I’m struggling with a philosophical question on database programming in PHP. In particular, I’m trying to decide when it’s best to read in an entire table into an object, vs. querying MySQL directly whenever I need data.
Is there ever a situation where you’d want to just read in the entire database into an object? Where do you draw the line?
For example, if I had a table full of names and phone numbers, and I need to get the phone number for one individual, that’s a simple one-time mysql query. Reading in an entire table into an associative array just to get one phone number sounds ridiculous… But:
(1) what if I need to get the names and phone numbers of 50 individuals? 100? 1000?

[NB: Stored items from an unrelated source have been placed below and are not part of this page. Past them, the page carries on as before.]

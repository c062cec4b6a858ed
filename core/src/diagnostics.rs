//! Diagnostics produced by import resolution and analysis.

use std::path::PathBuf;

use serde::{Deserialize, Serialize};

use crate::token::Range;

/// Source name attached to every diagnostic.
pub const DIAGNOSTICS_SOURCE: &str = "robotls";

/// Diagnostic codes.
pub mod codes {
    pub const MODEL_ERROR: &str = "ModelError";

    pub const LIBRARY_CONTAINS_NO_KEYWORDS: &str = "LibraryContainsNoKeywords";
    pub const IMPORT_CONTAINS_ERRORS: &str = "ImportContainsErrors";
    pub const RECURSIVE_IMPORT: &str = "RecursiveImport";
    pub const RESOURCE_EMPTY: &str = "ResourceEmpty";
    pub const RESOURCE_ALREADY_IMPORTED: &str = "ResourceAlreadyImported";
    pub const VARIABLES_ALREADY_IMPORTED: &str = "VariablesAlreadyImported";
    pub const LIBRARY_ALREADY_IMPORTED: &str = "LibraryAlreadyImported";
    pub const LIBRARY_OVERRIDES_BUILTIN: &str = "LibraryOverridesBuiltIn";
    pub const IMPORT_REQUIRES_VALUE: &str = "ImportRequiresValue";
    pub const POSSIBLE_CIRCULAR_IMPORT: &str = "PossibleCircularImport";

    pub const KEYWORD_NOT_FOUND: &str = "KeywordNotFound";
    pub const KEYWORD_ERROR: &str = "KeywordError";
    pub const CONFLICTING_LIBRARY_KEYWORDS: &str = "ConflictingLibraryKeywords";
    pub const VARIABLE_NOT_FOUND: &str = "VariableNotFound";
    pub const ENVIRONMENT_VARIABLE_NOT_FOUND: &str = "EnvironmentVariableNotFound";

    pub const DEPRECATED_KEYWORD: &str = "DeprecatedKeyword";
    pub const PRIVATE_KEYWORD: &str = "PrivateKeyword";
    pub const RESERVED_KEYWORD: &str = "ReservedKeyword";
    pub const KEYWORD_CONTAINS_ERRORS: &str = "KeywordContainsErrors";
    pub const DEPRECATED_FORCE_TAG: &str = "DeprecatedForceTag";
    pub const DEPRECATED_HYPHEN_TAG: &str = "DeprecatedHyphenTag";
    pub const DEPRECATED_RETURN_SETTING: &str = "DeprecatedReturnSetting";
    pub const CODE_UNREACHABLE: &str = "CodeUnreachable";
    pub const KEYWORD_NAME_EMPTY: &str = "KeywordNameEmpty";
    pub const TEST_CASE_NAME_EMPTY: &str = "TestCaseNameEmpty";
    pub const KEYWORD_CONTAINS_NORMAL_AND_EMBEDDED_ARGUMENTS: &str = "KeywordContainsNormalAndEmbbededArguments";
    pub const INCORRECT_USE: &str = "IncorrectUse";

    pub const KEYWORD_NOT_USED: &str = "KeywordNotUsed";
    pub const VARIABLE_NOT_USED: &str = "VariableNotUsed";
}

#[derive(Debug, Clone, Copy, PartialEq, Eq, Hash, PartialOrd, Ord, Serialize, Deserialize)]
pub enum Severity {
    Error,
    Warning,
    Information,
    Hint,
}

#[derive(Debug, Clone, Copy, PartialEq, Eq, Hash, Serialize, Deserialize)]
pub enum DiagnosticTag {
    Unnecessary,
    Deprecated,
}

/// A range in some file.
#[derive(Debug, Clone, PartialEq, Eq, Hash, PartialOrd, Ord, Serialize, Deserialize)]
pub struct Location {
    pub source: PathBuf,
    pub range: Range,
}

impl Location {
    pub fn new(source: impl Into<PathBuf>, range: Range) -> Self {
        Self {
            source: source.into(),
            range,
        }
    }
}

#[derive(Debug, Clone, PartialEq, Eq, Hash, Serialize, Deserialize)]
pub struct RelatedInformation {
    pub location: Location,
    pub message: String,
}

#[derive(Debug, Clone, PartialEq, Eq, Hash, Serialize, Deserialize)]
pub struct Diagnostic {
    pub range: Range,
    pub severity: Severity,
    pub code: String,
    pub message: String,
    pub source: String,
    #[serde(default, skip_serializing_if = "Vec::is_empty")]
    pub tags: Vec<DiagnosticTag>,
    #[serde(default, skip_serializing_if = "Vec::is_empty")]
    pub related: Vec<RelatedInformation>,
}

impl Diagnostic {
    pub fn new(range: Range, severity: Severity, code: impl Into<String>, message: impl Into<String>) -> Self {
        Self {
            range,
            severity,
            code: code.into(),
            message: message.into(),
            source: DIAGNOSTICS_SOURCE.to_string(),
            tags: Vec::new(),
            related: Vec::new(),
        }
    }

    pub fn error(range: Range, code: impl Into<String>, message: impl Into<String>) -> Self {
        Self::new(range, Severity::Error, code, message)
    }

    pub fn warning(range: Range, code: impl Into<String>, message: impl Into<String>) -> Self {
        Self::new(range, Severity::Warning, code, message)
    }

    pub fn information(range: Range, code: impl Into<String>, message: impl Into<String>) -> Self {
        Self::new(range, Severity::Information, code, message)
    }

    pub fn hint(range: Range, code: impl Into<String>, message: impl Into<String>) -> Self {
        Self::new(range, Severity::Hint, code, message)
    }

    pub fn with_tag(mut self, tag: DiagnosticTag) -> Self {
        self.tags.push(tag);
        self
    }

    pub fn with_related(mut self, location: Location, message: impl Into<String>) -> Self {
        self.related.push(RelatedInformation {
            location,
            message: message.into(),
        });
        self
    }
}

(2) When is it more efficient (if ever) to read in the entire table into an object? Is performing 1000 mysql queries on 1000 names always going to be more efficient than reading in the entire table?
(2a) Obviously it would depend on the total number of records in the table. Would it be better to do 1000 queries for 1000 phone numbers, or read in a table of 2000 total records from a MySQL into an associative array? What if it was 5000 total records, and I needed 1000? What if it was 10k? Etc. etc.
(3) What if I need to do something a little more complex, like return all phone numbers in a certain area code? Obviously in that case I could use a regexp SQL query, but I’m sure I could come up with a more complex case where a simple query doesn’t give me exactly what I want.
I guess what I’m getting at is, as a developer, you have several knobs you can turn to optimize your application. Obviously you want to think about the data you’re using and optimize the database model to match the types of data requests you’ll be doing. But sometimes you get into a mutually exclusive case where you’re forced to pick optimizing your data model for one scenario, at the expense of another, competing scenario.
Any thoughts?
Databases are designed to be efficient at locating and returning exactly the data that you need to work with for a particular operation.
Transferring data over a network connection is orders of magnitude slower than processing it on the machine where it resides. Use databases for what they’re good at… holding lots of information and allowing application code to query and work with exactly the subset of that data it needs to at a given point in time.
If you find that you need to frequently access the same data over and over, caching it at the application layer or in a dedicated caching solution like memcached does make sense, but I cannot imagine a scenario where it makes sense just to read in a whole table because my application logic needs to process a subset of the rows and/or columns in the table.